8.1 Reducing Cooling Load: Windows & Skylights
This part of the Energy Efficiency Manual shows how to lower the cost of air conditioning by limiting the entry of unwanted sunlight into buildings through glazing. In warmer climates, reducing the cooling load is the most important energy conservation measure related to windows, skylights, and other glazing, formally grouped under the heading of “fenestration.”.
Design of glazing should integrate the technical selection of windows and skylights, atriums, and other glazing units with important architectural issues, including view for the occupants, building appearance, daylighting, and passive solar heating. Here you will learn to deal with all these issues.
Ironically, the most important aspect of solar energy for many buildings is keeping sunlight out. Since the advent of modern architecture, with its vast expanses of bare glazing, designers have failed to deal effectively with the enormous increase in cooling load that is caused by such design. The air conditioning load caused by entry of sunlight through glass typically is the largest cause of high air conditioning cost in commercial buildings. In recent years, electricity demand charges have risen steeply as utilities seek to avoid building new power plants. Even in northern climates, heat gain through glass may cause a large fraction of annual energy costs, especially in heavily glazed buildings.
The heat content of direct sunlight is about 240 BTU per hour per square foot (about 0.7 kilowatts per square meter), measured perpendicular to the direction of the sunlight. Vertical glazing that is oriented toward the east, west, or south receives roughly 1,000 BTU per square foot (about 3 kilowatt-hours per square meter) per day in clear weather. This figure does not vary much throughout the middle latitudes, and it does not change much as the seasons change.
Many methods are available to reduce solar heat gain in virtually all types of buildings. The most powerful methods are based on shading. Exterior shading methods include parts of the building structure, including balconies, eaves, soffits, window insets, and other architectural features. External shading devices include awnings, louver materials, horizontal shelves, and other types of shading in almost unlimited configurations.
Interior shading devices include venetian blinds, roller shades, draperies, louver blinds, diffusers, and a variety of other techniques that are classed as “window treatment.” Some shading devices are built into windows.
Plastic window films can be attached to existing windows to reduce solar heat substantially, as well as providing other benefits, such as breakage resistance.
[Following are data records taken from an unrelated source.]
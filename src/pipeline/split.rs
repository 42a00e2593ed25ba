//! Sentence splitting on Unicode boundaries, refined per language.
//!
//! UAX #29 sentence boundaries handle most prose correctly but break after
//! every abbreviation followed by a capitalised word ("Dr. Who", "St. Paul")
//! and after initials ("J. R. R. Tolkien"). [`BoundarySplitter`] re-joins those
//! fragments using per-language data:
//!
//! - titles ("dr.", "prof.") precede a name and never end a sentence;
//! - other abbreviations and single-letter initials end a sentence unless
//!   the next fragment starts in lowercase or with another initial;
//! - a chain of two or more initials always continues into the name.
//!
//! So "World War I. He survived." and "the answer was no. Then" split, while
//! "Dr. Kay" and "J. R. R. Tolkien" stay whole. Entries read from an
//! abbreviations file are treated as titles.
//!
//! Loading the language data is the only fallible step; once built, a
//! splitter never fails.

use crate::error::SlidesError;
use std::collections::HashSet;
use std::path::Path;
use tracing::debug;
use unicode_segmentation::UnicodeSegmentation;

// ── Language data ────────────────────────────────────────────────────────────

struct LanguageData {
    titles: &'static [&'static str],
    abbreviations: &'static [&'static str],
}

const EN: LanguageData = LanguageData {
    titles: &[
        "mr.", "mrs.", "ms.", "dr.", "prof.", "mt.", "vs.", "gen.", "col.", "lt.", "sgt.",
        "capt.", "gov.", "sen.", "rep.", "rev.",
    ],
    abbreviations: &[
        "st.", "jr.", "sr.", "ft.", "no.", "inc.", "ltd.", "co.", "corp.", "u.s.", "u.k.",
        "u.n.", "e.g.", "i.e.", "jan.", "feb.", "mar.", "apr.", "jun.", "jul.", "aug.", "sep.",
        "sept.", "oct.", "nov.", "dec.", "approx.", "ca.", "c.",
    ],
};

const PT: LanguageData = LanguageData {
    titles: &["sr.", "sra.", "dr.", "dra.", "prof.", "profa.", "cel.", "eng."],
    abbreviations: &["av.", "ex.", "pág.", "séc.", "gal.", "s.a.", "ltda."],
};

const ES: LanguageData = LanguageData {
    titles: &["sr.", "sra.", "srta.", "dr.", "dra.", "prof.", "gral."],
    abbreviations: &["av.", "ud.", "uds.", "pág.", "ee.uu.", "s.a."],
};

const FR: LanguageData = LanguageData {
    titles: &["m.", "mme.", "mlle.", "dr.", "pr.", "st.", "ste."],
    abbreviations: &["av.", "env.", "cf.", "p.ex."],
};

const DE: LanguageData = LanguageData {
    titles: &["hr.", "fr.", "dr.", "prof."],
    abbreviations: &["bzw.", "z.b.", "ca.", "nr.", "str.", "vgl.", "d.h."],
};

fn language_data(primary: &str) -> Option<&'static LanguageData> {
    match primary {
        "en" => Some(&EN),
        "pt" => Some(&PT),
        "es" => Some(&ES),
        "fr" => Some(&FR),
        "de" => Some(&DE),
        _ => None,
    }
}

// ── Splitter ─────────────────────────────────────────────────────────────────

/// UAX #29 splitter with abbreviation-aware re-joining.
#[derive(Debug, Clone)]
pub struct BoundarySplitter {
    language: String,
    titles: HashSet<String>,
    abbreviations: HashSet<String>,
}

impl BoundarySplitter {
    /// Load the boundary data for `language` (`"en"`, `"pt-BR"`, …).
    ///
    /// Only the primary subtag is considered.
    pub fn for_language(language: &str) -> Result<Self, SlidesError> {
        let primary = language
            .split(['-', '_'])
            .next()
            .unwrap_or_default()
            .to_lowercase();
        let data = language_data(&primary).ok_or_else(|| SlidesError::TokenizerUnavailable {
            language: language.to_string(),
            reason: "no sentence-boundary data for this language".into(),
        })?;
        debug!(
            "Loaded {} titles and {} abbreviations for '{}'",
            data.titles.len(),
            data.abbreviations.len(),
            primary
        );
        Ok(Self {
            language: primary,
            titles: data.titles.iter().map(|a| a.to_string()).collect(),
            abbreviations: data.abbreviations.iter().map(|a| a.to_string()).collect(),
        })
    }

    /// Add entries that never end a sentence, one per line.
    ///
    /// Blank lines and lines starting with `#` are ignored; entries are
    /// lowercased and given a trailing `.` if they lack one.
    pub fn with_abbreviations_file(mut self, path: impl AsRef<Path>) -> Result<Self, SlidesError> {
        let path = path.as_ref();
        let contents =
            std::fs::read_to_string(path).map_err(|e| SlidesError::TokenizerUnavailable {
                language: self.language.clone(),
                reason: format!("cannot read abbreviations from {}: {e}", path.display()),
            })?;
        let before = self.titles.len();
        for line in contents.lines() {
            let entry = line.trim();
            if entry.is_empty() || entry.starts_with('#') {
                continue;
            }
            let mut entry = entry.to_lowercase();
            if !entry.ends_with('.') {
                entry.push('.');
            }
            self.titles.insert(entry);
        }
        debug!(
            "Added {} abbreviations from {}",
            self.titles.len() - before,
            path.display()
        );
        Ok(self)
    }

    pub fn language(&self) -> &str {
        &self.language
    }

    /// Segment `text` into trimmed sentences, in order.
    pub fn split(&self, text: &str) -> Vec<String> {
        let mut sentences = Vec::new();
        let mut pending = String::new();
        let mut fragments = text.split_sentence_bounds().peekable();

        while let Some(fragment) = fragments.next() {
            pending.push_str(fragment);
            if let Some(next) = fragments.peek() {
                if self.continues_into(&pending, next) {
                    continue;
                }
            }
            push_sentence(&mut sentences, &pending);
            pending.clear();
        }

        sentences
    }

    /// True when the boundary between `pending` and `next` is not a
    /// sentence end.
    fn continues_into(&self, pending: &str, next: &str) -> bool {
        let mut words = pending.split_whitespace().rev().map(dotted_word);
        let Some(Some(last)) = words.next() else {
            return false;
        };
        if self.titles.contains(&last) {
            return true;
        }
        let initial = is_initial(&last);
        if !initial && !self.abbreviations.contains(&last) {
            return false;
        }
        if initial && matches!(words.next(), Some(Some(ref w)) if is_initial(w)) {
            return true;
        }
        let next_is_initial = next
            .split_whitespace()
            .next()
            .and_then(dotted_word)
            .is_some_and(|w| is_initial(&w));
        starts_lowercase(next) || next_is_initial
    }
}

/// `word` lowercased, without leading punctuation, if it ends in `.`.
fn dotted_word(word: &str) -> Option<String> {
    let word = word.trim_start_matches(|c: char| !c.is_alphanumeric());
    word.ends_with('.').then(|| word.to_lowercase())
}

/// A single letter followed by `.`, as in "J.".
fn is_initial(word: &str) -> bool {
    let mut chars = word.chars();
    matches!(
        (chars.next(), chars.next(), chars.next()),
        (Some(c), Some('.'), None) if c.is_alphabetic()
    )
}

fn starts_lowercase(text: &str) -> bool {
    text.trim_start()
        .chars()
        .find(|c| c.is_alphanumeric())
        .is_some_and(char::is_lowercase)
}

fn push_sentence(out: &mut Vec<String>, candidate: &str) {
    let s = candidate.trim();
    if s.chars().any(char::is_alphanumeric) {
        out.push(s.to_string());
    }
}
The ultimate shading technique is to reduce the area of glazing, which can done in existing buildings as well as new construction.
Windows, skylights, and other glazing should be selected to reduce both heating and cooling energy consumption. Selection factors involving the glass include the number of panes, the gap between panes, color, low-emissivity (“low-E”) coatings, visible light transmission, infrared heat transmission, and breakage resistance.
Selection factors involving frames for windows and skylights include frame materials, the insulating properties of the frames, thermal breaks, insulating gases, and seal reliability, frame durability, and resistance to rain leakage. The ability to open windows is very important in many applications. Openable windows are compared, including sliding windows and double-hung windows, and various configurations of hinged windows, including awning windows, casement windows, and hopper windows.